Associate Professor, Botany and Plant Pathology
KEYWORDS: Bioinformatics, Functional Genomics, Promoter Architecture, Gene Expression, RNA processing, Alternative Splicing, RNA Binding Proteins, Arabidopsis thaliana, Brachypodium distachyon, Flowering Time, Circadian Clock
Promoter Architecture and Genomic Control of Gene Expression. The genome interacts with the environment in the regulation of transcription, and changes in promoter architecture play a role in phenotypic variation observed between and within species. Computational methods will be employed to identify DNA motifs (ie. transcription-factor binding sites) in the regulatory sequences upstream of co-expressed/co-regulated genes in Arabidopsis and other plant species with completed genome sequences, including rice and poplar. Molecular, genetic and biochemical approaches will be used to validate the computational predictions, identify interacting transcription factors, and further dissect the transcriptional networks.

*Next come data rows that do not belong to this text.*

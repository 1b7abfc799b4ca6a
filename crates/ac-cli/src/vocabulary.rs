//! Seed vocabulary files: one `word<whitespace>score` pair per line.
//!
//! Blank lines and lines starting with `#` are skipped.

use std::fs;
use std::io;
use std::path::Path;

pub const DEFAULT_VOCABULARY: &str = include_str!("default_vocabulary.tsv");

#[derive(Debug, thiserror::Error)]
pub enum VocabularyError {
    #[error("IO error: {0}")]
    Io(#[from] io::Error),
    #[error("line {line}: {reason}")]
    Parse { line: usize, reason: String },
}

pub fn parse_vocabulary(text: &str) -> Result<Vec<(String, f64)>, VocabularyError> {
    let mut words = Vec::new();
    for (idx, raw) in text.lines().enumerate() {
        let line = raw.trim();
        if line.is_empty() || line.starts_with('#') {
            continue;
        }
        let parse_err = |reason: String| VocabularyError::Parse {
            line: idx + 1,
            reason,
        };
        let Some((word, score)) = line.rsplit_once(char::is_whitespace) else {
            return Err(parse_err("expected `word score`".to_string()));
        };
        let score: f64 = score
            .parse()
            .map_err(|_| parse_err(format!("invalid score {score:?}")))?;
        if !score.is_finite() {
            return Err(parse_err(format!("score must be finite, got {score}")));
        }
        words.push((word.trim().to_string(), score));
    }
    Ok(words)
}

pub fn load_vocabulary(path: &Path) -> Result<Vec<(String, f64)>, VocabularyError> {
    let text = fs::read_to_string(path)?;
    parse_vocabulary(&text)
}

pub fn default_vocabulary() -> Vec<(String, f64)> {
    parse_vocabulary(DEFAULT_VOCABULARY).unwrap_or_default()
}

#[cfg(test)]
mod tests {
    use std::io::Write;

    use super::*;

    #[test]
    fn test_default_vocabulary() {
        let words = parse_vocabulary(DEFAULT_VOCABULARY).unwrap();
        assert_eq!(words.len(), 10);
        assert_eq!(words[0], ("elastic".to_string(), 1.0));
        assert_eq!(default_vocabulary().len(), 10);
    }

    #[test]
    fn test_skips_comments_and_blank_lines() {
        let words = parse_vocabulary("# header\n\nfoo 0.5\n  \nbar\t2\n").unwrap();
        assert_eq!(
            words,
            vec![("foo".to_string(), 0.5), ("bar".to_string(), 2.0)]
        );
    }

    #[test]
    fn test_multi_word_entry_keeps_inner_space() {
        let words = parse_vocabulary("new york 0.9\n").unwrap();
        assert_eq!(words, vec![("new york".to_string(), 0.9)]);
    }

    #[test]
    fn test_missing_score() {
        let err = parse_vocabulary("ok 1.0\nlonely\n").unwrap_err();
        assert!(err.to_string().starts_with("line 2"));
    }

    #[test]
    fn test_bad_score() {
        let err = parse_vocabulary("word abc\n").unwrap_err();
        assert!(err.to_string().contains("invalid score"));
        let err = parse_vocabulary("word NaN\n").unwrap_err();
        assert!(err.to_string().contains("finite"));
    }

    #[test]
    fn test_load_from_file() {
        let mut file = tempfile::NamedTempFile::new().unwrap();
        writeln!(file, "alpha\t0.1").unwrap();
        writeln!(file, "beta\t0.2").unwrap();
        let words = load_vocabulary(file.path()).unwrap();
        assert_eq!(words.len(), 2);
    }

    #[test]
    fn test_load_missing_file() {
        let err = load_vocabulary(Path::new("/nonexistent/vocab.tsv")).unwrap_err();
        assert!(matches!(err, VocabularyError::Io(_)));
    }
}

Brachypodium distachyon, an experimental model for cereal genomics. Brachypodium distachyon (Brachypodium.org) is a grass species related to the major cereal grain species wheat, barley, oats, maize, rice, rye, sorghum, and millet. It has many qualities that make it an excellent model organism for functional genomics research in temperate grasses and cereals, and dedicated biofuel crops such as Switchgrass. These attributes include small genome (~300-320Mbp) diploid accessions, a series of polyploid accessions, a small physical stature, self-fertility, a short lifecycle, simple growth requirements, and an efficient transformation system. We will work towards developing genomic, genetic, and bioinformatics resources for Brachypodium and use these tools to facilitate study of flowering time control in grasses.